A 2017 study reported that some chemicals could violate workplace safety standards. A review of convention studies concluded that second-hand vapor may be significant, particularly for workers who repeatedly encounter it. Exposure studies suggest that indoor vaping is higher than the smoke-free level put forth by the US Surgeon General and the WHO Framework Convention on Tobacco Control.

A 2014 review suggested that vapor contaminant levels do not exceed workplace safety standards, and are mostly below 1% of permissible levels. However, workplace standards do not consider more vulnerable groups such as those in poor health, children, and infants. 2 015 PHE report concluded that e-cigarettes "release negligible levels of nicotine into ambient air with no identified health risks to bystanders".

=== Direct exposure ===
Direct exposure happens via e-liquid inhalation, ingestion, skin contact, or vapor residue accumulation on surfaces. Direct exposure is almost always inadvertent, and results from improper product use. Exposure can involve much higher concentrations than exhaled vapor.

Exposure may involve a leaking or spilled e-liquid cartridge or bottle.

E-liquid quickly absorbs into the skin and local irritation can follow. Less than 1 tablespoon can cause adverse effects such as seizures, anoxic brain trauma, vomiting, lactic acidosis, cardiac arrest, seizures, or coma. A potentially fatal dose for a child is 0.1–0.2 mg/kg of body weight, or 6 mg. A fatal dose for an adult is 0.5–1 mg/kg or about 30–60 mg. However the widely used human LD_{50} estimate of around 0.8 mg/kg was questioned in a 2013 review, in light of documented cases of humans surviving much higher doses; the lower fatal limit was 500–1000 mg of ingested nicotine, which is equivalent to 6.5–13 mg/kg orally.

==== Vapor build-up ====
E‐cigarettes can be unsafe to non-users via third-hand exposure, including children, pregnant women, nursing mothers, casino employees, housekeeping employees, and vulnerable groups.

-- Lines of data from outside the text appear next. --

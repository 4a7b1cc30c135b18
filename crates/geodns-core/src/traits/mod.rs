//! Core traits for the geo-DNS service
//!
//! This module defines the abstract interfaces that all implementations must
//! follow.
//!
//! - [`MembershipSource`]: Provide the current pool of members
//! - [`DnsBackend`]: Reconfigure the DNS provider with a target set
//! - [`GeoLookup`] / [`NameResolver`]: Derive geography from addresses

pub mod dns_backend;
pub mod geo_lookup;
pub mod membership;

pub use dns_backend::{DnsBackend, DnsBackendFactory, ServiceState};
pub use geo_lookup::{GeoInfo, GeoLookup, GeoLookupFactory, NameResolver};
pub use membership::{Member, MemberId, MembershipSource};
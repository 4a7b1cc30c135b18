// # Static Membership Source
//
// Fixed-pool implementation of MembershipSource.
//
// ## Purpose
//
// Serves deployments whose pool is known up front (a handful of regional
// endpoints configured by hand) and doubles as the demo/testing source.
// Dynamic pools (auto-scaling groups, service discovery) implement the
// trait against their own APIs instead.
//
// ## When to Use
//
// - Fixed multi-region endpoint sets
// - Local development and demos
// - Tests that need a pool they can mutate between polls

use std::sync::{Arc, Mutex};

use async_trait::async_trait;

use crate::traits::{Member, MembershipSource};

/// Membership source over an in-memory member list
///
/// Clones share the underlying pool, so a handle kept by the embedder can
/// mutate membership while the engine polls.
#[derive(Debug, Clone, Default)]
pub struct StaticMembershipSource {
    pool: Arc<Mutex<Vec<Member>>>,
}

impl StaticMembershipSource {
    /// Create a source with an initial pool
    pub fn new(members: Vec<Member>) -> Self {
        Self {
            pool: Arc::new(Mutex::new(members)),
        }
    }

    /// Add a member to the pool (replaces any member with the same id)
    pub fn upsert(&self, member: Member) {
        let mut pool = self.pool.lock().unwrap();
        match pool.iter_mut().find(|m| m.id == member.id) {
            Some(existing) => *existing = member,
            None => pool.push(member),
        }
    }

    /// Remove a member from the pool; true if it was present
    pub fn remove(&self, id: &crate::traits::MemberId) -> bool {
        let mut pool = self.pool.lock().unwrap();
        let before = pool.len();
        pool.retain(|m| &m.id != id);
        pool.len() != before
    }

    pub fn len(&self) -> usize {
        self.pool.lock().unwrap().len()
    }

    pub fn is_empty(&self) -> bool {
        self.pool.lock().unwrap().is_empty()
    }
}

#[async_trait]
impl MembershipSource for StaticMembershipSource {
    async fn members(&self) -> Result<Vec<Member>, crate::Error> {
        Ok(self.pool.lock().unwrap().clone())
    }
}
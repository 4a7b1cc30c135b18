// # geodns-core
//
// Core library for the geo-aware DNS reconciliation service.
//
// ## Architecture Overview
//
// This library keeps a geo-DNS service converged with a dynamic pool of
// backend endpoints:
// - **MembershipSource**: Trait providing the current pool of members
// - **DnsBackend**: Trait for pushing the consolidated target set to a
//   DNS-reconfiguration backend
// - **GeoLookup** / **NameResolver**: Traits for deriving geographic
//   coordinates from hostnames and IP addresses
// - **GeoDnsEngine**: Periodic reconciliation loop (scan → diff → publish)
// - **BackendRegistry**: Plugin-based registry for backends and geo-lookups
//
// ## Design Principles
//
// 1. **Separation of Concerns**: Reconciliation logic is separate from
//    membership and DNS-provider integrations
// 2. **Polling Convergence**: A fixed-period scan re-converges the published
//    target set; an interrupted run is repaired by the next one
// 3. **Plugin-Based**: Backends and geo-lookups are registered dynamically
// 4. **Library-First**: All core functionality can be used as a library
// 5. **Quiet Failure**: Per-member and per-poll failures are logged and
//    retried on the next scan, never escalated to the timer

pub mod attributes;
pub mod backend;
pub mod config;
pub mod engine;
pub mod error;
pub mod geo;
pub mod locate;
pub mod membership;
pub mod registry;
pub mod resolve;
pub mod suppress;
pub mod targets;
pub mod traits;

// Re-export core types for convenience
pub use attributes::PublishedAttributes;
pub use backend::LoggingBackend;
pub use config::{BackendConfig, EngineConfig, GeoDnsConfig, GeoLookupConfig};
pub use engine::{EngineEvent, GeoDnsEngine};
pub use error::{Error, Result};
pub use geo::{Coordinates, GeoRecord};
pub use locate::{GeoLocator, SystemNameResolver};
pub use membership::StaticMembershipSource;
pub use registry::BackendRegistry;
pub use targets::TargetTracker;
pub use traits::{
    DnsBackend, GeoInfo, GeoLookup, Member, MemberId, MembershipSource, NameResolver,
    ServiceState,
};
//! Plugin-based backend registry
//!
//! The registry allows DNS backends and geo-lookups to be registered
//! dynamically at runtime, avoiding hardcoded if-else chains.
//!
//! ## Usage
//!
//! ```rust,ignore
//! use geodns_core::registry::BackendRegistry;
//! use geodns_core::config::BackendConfig;
//!
//! let registry = BackendRegistry::new();
//! registry.register_backend("logging", Box::new(logging_factory));
//!
//! let config = BackendConfig::Logging { hostname: "geo.example.com".into() };
//! let backend = registry.create_backend(&config)?;
//! ```
//!
//! Implementation crates should expose a `register()` entry point that adds
//! their factories during initialization.

use std::collections::HashMap;
use std::sync::RwLock;

use crate::config::{BackendConfig, GeoLookupConfig};
use crate::error::{Error, Result};
use crate::traits::{DnsBackend, DnsBackendFactory, GeoLookup, GeoLookupFactory};

/// Registry of named component factories
///
/// ## Thread Safety
///
/// Uses interior mutability with RwLock, allowing concurrent reads and
/// exclusive writes.
#[derive(Default)]
pub struct BackendRegistry {
    /// Registered DNS backend factories
    backends: RwLock<HashMap<String, Box<dyn DnsBackendFactory>>>,

    /// Registered geo-lookup factories
    geo_lookups: RwLock<HashMap<String, Box<dyn GeoLookupFactory>>>,
}

impl BackendRegistry {
    /// Create a new empty registry
    pub fn new() -> Self {
        Self::default()
    }

    /// Register a DNS backend factory
    ///
    /// # Parameters
    ///
    /// - `name`: Backend type name (e.g., "logging", "geoscaling")
    /// - `factory`: Factory object for creating backend instances
    pub fn register_backend(&self, name: impl Into<String>, factory: Box<dyn DnsBackendFactory>) {
        let mut backends = self.backends.write().unwrap();
        backends.insert(name.into(), factory);
    }

    /// Register a geo-lookup factory
    ///
    /// # Parameters
    ///
    /// - `name`: Geo-lookup type name (e.g., "http")
    /// - `factory`: Factory object for creating lookup instances
    pub fn register_geo_lookup(&self, name: impl Into<String>, factory: Box<dyn GeoLookupFactory>) {
        let mut lookups = self.geo_lookups.write().unwrap();
        lookups.insert(name.into(), factory);
    }

    /// Create a DNS backend from configuration
    ///
    /// # Returns
    ///
    /// - `Ok(Box<dyn DnsBackend>)`: Created backend instance
    /// - `Err(Error)`: If the type is not registered or creation fails
    pub fn create_backend(&self, config: &BackendConfig) -> Result<Box<dyn DnsBackend>> {
        let backend_type = config.type_name();
        let backends = self.backends.read().unwrap();

        let factory = backends
            .get(backend_type)
            .ok_or_else(|| Error::config(format!("Unknown backend type: {}", backend_type)))?;

        factory.create(config)
    }

    /// Create a geo-lookup from configuration
    ///
    /// # Returns
    ///
    /// - `Ok(Box<dyn GeoLookup>)`: Created lookup instance
    /// - `Err(Error)`: If the type is not registered or creation fails
    pub fn create_geo_lookup(&self, config: &GeoLookupConfig) -> Result<Box<dyn GeoLookup>> {
        let lookup_type = config.type_name();
        let lookups = self.geo_lookups.read().unwrap();

        let factory = lookups
            .get(lookup_type)
            .ok_or_else(|| Error::config(format!("Unknown geo-lookup type: {}", lookup_type)))?;

        factory.create(config)
    }

    /// List all registered backend types
    pub fn list_backends(&self) -> Vec<String> {
        let backends = self.backends.read().unwrap();
        backends.keys().cloned().collect()
    }

    /// List all registered geo-lookup types
    pub fn list_geo_lookups(&self) -> Vec<String> {
        let lookups = self.geo_lookups.read().unwrap();
        lookups.keys().cloned().collect()
    }

    /// Check if a backend type is registered
    pub fn has_backend(&self, name: &str) -> bool {
        let backends = self.backends.read().unwrap();
        backends.contains_key(name)
    }

    /// Check if a geo-lookup type is registered
    pub fn has_geo_lookup(&self, name: &str) -> bool {
        let lookups = self.geo_lookups.read().unwrap();
        lookups.contains_key(name)
    }
}
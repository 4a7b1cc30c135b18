// # Geo Lookup and Name Resolution Traits
//
// Defines the interfaces the locator uses to turn hostnames and IPs into
// geographic coordinates.
//
// ## Implementations
//
// - HTTP geo-lookup: `geodns-geo-http` crate
// - System name resolution: `geodns_core::locate::SystemNameResolver`
//
// A lookup that completes but knows nothing about the address returns
// `Ok(None)`; that is an ordinary answer, not an error. Reserve `Err` for
// the lookup itself failing (timeout, transport, malformed response).

use std::net::IpAddr;

use async_trait::async_trait;
use serde::{Deserialize, Serialize};

/// Geographic information for a single address
#[derive(Debug, Clone, PartialEq, Serialize, Deserialize)]
pub struct GeoInfo {
    /// Human-readable location name (e.g. "London, GB")
    pub display_name: String,
    pub latitude: f64,
    pub longitude: f64,
}

impl GeoInfo {
    pub fn new(display_name: impl Into<String>, latitude: f64, longitude: f64) -> Self {
        Self {
            display_name: display_name.into(),
            latitude,
            longitude,
        }
    }
}

/// Trait for geo-lookup implementations
///
/// Implementations must be thread-safe and usable across async tasks. The
/// engine calls lookups synchronously within its poll; a slow lookup slows
/// the poll but never overlaps with another run.
#[async_trait]
pub trait GeoLookup: Send + Sync {
    /// Look up geographic information for an IP address
    ///
    /// # Returns
    ///
    /// - `Ok(Some(GeoInfo))`: Geography is known for this address
    /// - `Ok(None)`: The lookup has no geography for this address
    /// - `Err(Error)`: The lookup itself failed
    async fn lookup(&self, ip: IpAddr) -> Result<Option<GeoInfo>, crate::Error>;
}

/// Trait for hostname-to-address resolution
///
/// Split from [`GeoLookup`] so tests and embedders can control DNS behavior
/// independently of the geography database.
#[async_trait]
pub trait NameResolver: Send + Sync {
    /// Resolve a hostname to one of its addresses
    async fn resolve(&self, hostname: &str) -> Result<IpAddr, crate::Error>;
}

/// Helper trait for constructing geo-lookups from configuration
pub trait GeoLookupFactory: Send + Sync {
    /// Create a GeoLookup instance from configuration
    ///
    /// # Parameters
    ///
    /// - `config`: Configuration specific to this lookup
    ///
    /// # Returns
    ///
    /// A boxed GeoLookup trait object
    fn create(
        &self,
        config: &crate::config::GeoLookupConfig,
    ) -> Result<Box<dyn GeoLookup>, crate::Error>;
}
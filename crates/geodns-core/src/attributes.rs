//! Published service attributes
//!
//! The externally visible face of the service: the identity → address
//! mapping of the last publish, the lifecycle state, the up flag and the
//! service's own DNS name. Readers on other threads get snapshot copies;
//! the engine is the only writer.

use std::sync::{Arc, RwLock};

use chrono::{DateTime, Utc};

use crate::traits::{MemberId, ServiceState};

#[derive(Debug, Clone)]
struct Inner {
    targets: Vec<(MemberId, String)>,
    service_state: ServiceState,
    service_up: bool,
    hostname: Option<String>,
    last_publish: Option<DateTime<Utc>>,
}

impl Default for Inner {
    fn default() -> Self {
        Self {
            targets: Vec::new(),
            service_state: ServiceState::Created,
            service_up: false,
            hostname: None,
            last_publish: None,
        }
    }
}

/// Shared attribute holder; clones are handles to the same attributes
#[derive(Debug, Clone, Default)]
pub struct PublishedAttributes {
    inner: Arc<RwLock<Inner>>,
}

impl PublishedAttributes {
    pub fn new() -> Self {
        Self::default()
    }

    /// Identity → published address mapping from the last successful publish
    pub fn targets(&self) -> Vec<(MemberId, String)> {
        self.inner.read().unwrap().targets.clone()
    }

    pub fn service_state(&self) -> ServiceState {
        self.inner.read().unwrap().service_state
    }

    pub fn service_up(&self) -> bool {
        self.inner.read().unwrap().service_up
    }

    /// DNS name the service itself is reachable under
    pub fn hostname(&self) -> Option<String> {
        self.inner.read().unwrap().hostname.clone()
    }

    pub fn last_publish(&self) -> Option<DateTime<Utc>> {
        self.inner.read().unwrap().last_publish
    }

    pub(crate) fn set_targets(&self, targets: Vec<(MemberId, String)>, published_at: DateTime<Utc>) {
        let mut inner = self.inner.write().unwrap();
        inner.targets = targets;
        inner.last_publish = Some(published_at);
    }

    pub(crate) fn set_service_state(&self, state: ServiceState, hostname: String) {
        let mut inner = self.inner.write().unwrap();
        inner.service_state = state;
        inner.service_up = state.is_up();
        inner.hostname = Some(hostname);
    }
}
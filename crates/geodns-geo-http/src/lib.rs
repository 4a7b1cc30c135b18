// # HTTP Geo Lookup
//
// This crate provides an HTTP-based geo-lookup for the geo-DNS service.
//
// ## Purpose
//
// Queries an ip-api style JSON endpoint (`GET {base}/{ip}`) for the
// coordinates of an address. Works against the public ip-api.com service or
// any self-hosted lookalike.
//
// ## Answer semantics
//
// A response with `"status": "fail"` (or missing coordinates) means the
// service has no geography for that address; that is reported as `Ok(None)`,
// not as an error. Transport failures, timeouts and malformed bodies are
// errors and surface to the engine's per-member handling.

use std::net::IpAddr;
use std::time::Duration;

use geodns_core::config::GeoLookupConfig;
use geodns_core::traits::{GeoInfo, GeoLookup, GeoLookupFactory};
use geodns_core::{BackendRegistry, Error, Result};

use serde::Deserialize;
use tracing::debug;

/// Default request timeout
const DEFAULT_TIMEOUT_SECS: u64 = 10;

/// Response shape of an ip-api style lookup
#[derive(Debug, Deserialize)]
struct LookupResponse {
    #[serde(default)]
    status: Option<String>,
    #[serde(default)]
    city: Option<String>,
    #[serde(default)]
    country: Option<String>,
    #[serde(default)]
    lat: Option<f64>,
    #[serde(default)]
    lon: Option<f64>,
}

impl LookupResponse {
    fn into_geo_info(self) -> Option<GeoInfo> {
        if self.status.as_deref() == Some("fail") {
            return None;
        }
        let (lat, lon) = (self.lat?, self.lon?);
        let display_name = match (self.city, self.country) {
            (Some(city), Some(country)) => format!("{}, {}", city, country),
            (Some(city), None) => city,
            (None, Some(country)) => country,
            (None, None) => "unknown".to_string(),
        };
        Some(GeoInfo::new(display_name, lat, lon))
    }
}

/// HTTP-based geo-lookup
pub struct HttpGeoLookup {
    /// Base URL of the lookup service
    url: String,

    /// HTTP client
    client: reqwest::Client,
}

impl HttpGeoLookup {
    /// Create a new lookup against the given base URL
    ///
    /// # Parameters
    ///
    /// - `url`: base URL, e.g. "http://ip-api.com/json"
    pub fn new(url: impl Into<String>) -> Self {
        Self::with_timeout(url, Duration::from_secs(DEFAULT_TIMEOUT_SECS))
    }

    /// Create with a custom request timeout
    pub fn with_timeout(url: impl Into<String>, timeout: Duration) -> Self {
        Self {
            url: url.into(),
            client: reqwest::Client::builder()
                .timeout(timeout)
                .build()
                .unwrap_or_default(),
        }
    }
}

#[async_trait::async_trait]
impl GeoLookup for HttpGeoLookup {
    async fn lookup(&self, ip: IpAddr) -> Result<Option<GeoInfo>> {
        let url = format!("{}/{}", self.url.trim_end_matches('/'), ip);

        let response = self
            .client
            .get(&url)
            .send()
            .await
            .map_err(|e| Error::geo_lookup(format!("request failed: {}", e)))?;

        if !response.status().is_success() {
            return Err(Error::geo_lookup(format!("HTTP error: {}", response.status())));
        }

        let body: LookupResponse = response
            .json()
            .await
            .map_err(|e| Error::geo_lookup(format!("malformed response: {}", e)))?;

        let info = body.into_geo_info();
        debug!("geo lookup for {}: {:?}", ip, info);
        Ok(info)
    }
}

/// Factory for creating HTTP geo-lookups
pub struct HttpGeoLookupFactory;

impl GeoLookupFactory for HttpGeoLookupFactory {
    fn create(&self, config: &GeoLookupConfig) -> Result<Box<dyn GeoLookup>> {
        match config {
            GeoLookupConfig::Http { url, timeout_secs } => Ok(Box::new(
                HttpGeoLookup::with_timeout(url.clone(), Duration::from_secs(*timeout_secs)),
            )),
            _ => Err(Error::config("Invalid config for HTTP geo-lookup")),
        }
    }
}

/// Register the HTTP geo-lookup with a registry
pub fn register(registry: &BackendRegistry) {
    registry.register_geo_lookup("http", Box::new(HttpGeoLookupFactory));
}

In one scenario, indoor surfaces can accumulate nicotine-laden vapor residue. However, the extent of such contamination has not been established. A 2015 PHE report stated that an infant would have to lick 30 square meters to be exposed to 1 mg of nicotine. As with any potential hazard, childhood exploratory behavior creates risks not faced by others.

==== Risks to children ====
Children are more likely to mistake a colorful e-liquid container for a juice container. The US mandates child-proof packaging.

==== Self-harm ====
As of 2019 a few incidents of intentional self-harm by ingesting or injecting e-liquids had been reported. Death from intentional nicotine poisoning is almost unknown.

=== Pets ===
In 2017, FDA stated that e-cigarette aerosols can cause problems for both users and their pets. Some studies reported that aerosols may provide exposure to higher-than-normal amounts of nicotine and other toxic chemicals, such as formaldehyde. E-cigarettes typically use capsules to contain nicotine. Pets may find and bite them or expose themselves to the liquid refilling solution. In a 15 March 2016, letter to the editor of the Journal of the American Veterinary Medical Association, the Texas Poison Center Network reported 11 cases of dog exposures to e-cigarettes or refills.

== Toxicology ==
The long-term health impacts of vaping are unknown, particularly given the variety of EC devices, e‑liquids, and consumption patterns. This specifically applies to nicotine and propylene glycol. Limited peer-reviewed data restricts the scope of toxicological evaluation; their cytotoxicity is unknown. A 2014 review concluded that few e-cigarettes had undergone a thorough toxicology evaluation and testing.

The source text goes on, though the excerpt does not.